■ **YOUR INSTRUCTIONS**
From the first line to the last, return the material exactly.

■ **MATERIAL FOR THIS EXERCISE**
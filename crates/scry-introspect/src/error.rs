use scry_classpath::SourceError;
use thiserror::Error;

pub type Result<T, E = Error> = std::result::Result<T, E>;

/// Why a class artifact was rejected by the decoder.
#[derive(Debug, Clone, PartialEq, Eq, Error)]
pub enum DecodeError {
    #[error(transparent)]
    ClassFile(#[from] scry_classfile::Error),
    #[error("class name is empty")]
    EmptyName,
    #[error("class `{0}` names itself as its superclass")]
    SelfSuperclass(String),
}

#[derive(Debug, Error)]
pub enum Error {
    /// No artifact exists for `name`. The classpath is inconsistent: this is
    /// never folded into a negative answer.
    #[error("class `{name}` not found")]
    NotFound { name: String },

    #[error("failed to read class `{name}`: {source}")]
    Io {
        name: String,
        #[source]
        source: std::io::Error,
    },

    #[error("malformed class `{name}`: {source}")]
    Malformed {
        name: String,
        #[source]
        source: DecodeError,
    },

    /// `name` was reached again while still being explored.
    #[error("cyclic type hierarchy through `{name}`")]
    Cycle { name: String },

    #[error("type hierarchy below `{name}` is deeper than {max_depth} levels")]
    TooDeep { name: String, max_depth: usize },
}

impl Error {
    /// True for every failure caused by bad input rather than by the source:
    /// undecodable bytes and impossible (cyclic or unbounded) hierarchies.
    pub fn is_malformed(&self) -> bool {
        matches!(
            self,
            Error::Malformed { .. } | Error::Cycle { .. } | Error::TooDeep { .. }
        )
    }

    pub fn is_not_found(&self) -> bool {
        matches!(self, Error::NotFound { .. })
    }
}

impl From<SourceError> for Error {
    fn from(err: SourceError) -> Self {
        match err {
            SourceError::NotFound { name } => Error::NotFound { name },
            SourceError::Io { name, source } => Error::Io { name, source },
        }
    }
}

■ **THE ANSWER**
filename crates/scry-introspect/src/error.rs
use scry_classpath::SourceError;
use thiserror::Error;

pub type Result<T, E = Error> = std::result::Result<T, E>;

/// Why a class artifact was rejected by the decoder.
#[derive(Debug, Clone, PartialEq, Eq, Error)]
pub enum DecodeError {
    #[error(transparent)]
    ClassFile(#[from] scry_classfile::Error),
    #[error("class name is empty")]
    EmptyName,
    #[error("class `{0}` names itself as its superclass")]
    SelfSuperclass(String),
}

#[derive(Debug, Error)]
pub enum Error {
    /// No artifact exists for `name`. The classpath is inconsistent: this is
    /// never folded into a negative answer.
    #[error("class `{name}` not found")]
    NotFound { name: String },

    #[error("failed to read class `{name}`: {source}")]
    Io {
        name: String,
        #[source]
        source: std::io::Error,
    },

    #[error("malformed class `{name}`: {source}")]
    Malformed {
        name: String,
        #[source]
        source: DecodeError,
    },

    /// `name` was reached again while still being explored.
    #[error("cyclic type hierarchy through `{name}`")]
    Cycle { name: String },

    #[error("type hierarchy below `{name}` is deeper than {max_depth} levels")]
    TooDeep { name: String, max_depth: usize },
}

impl Error {
    /// True for every failure caused by bad input rather than by the source:
    /// undecodable bytes and impossible (cyclic or unbounded) hierarchies.
    pub fn is_malformed(&self) -> bool {
        matches!(
            self,
            Error::Malformed { .. } | Error::Cycle { .. } | Error::TooDeep { .. }
        )
    }

    pub fn is_not_found(&self) -> bool {
        matches!(self, Error::NotFound { .. })
    }
}

impl From<SourceError> for Error {
    fn from(err: SourceError) -> Self {
        match err {
            SourceError::NotFound { name } => Error::NotFound { name },
            SourceError::Io { name, source } => Error::Io { name, source },
        }
    }
}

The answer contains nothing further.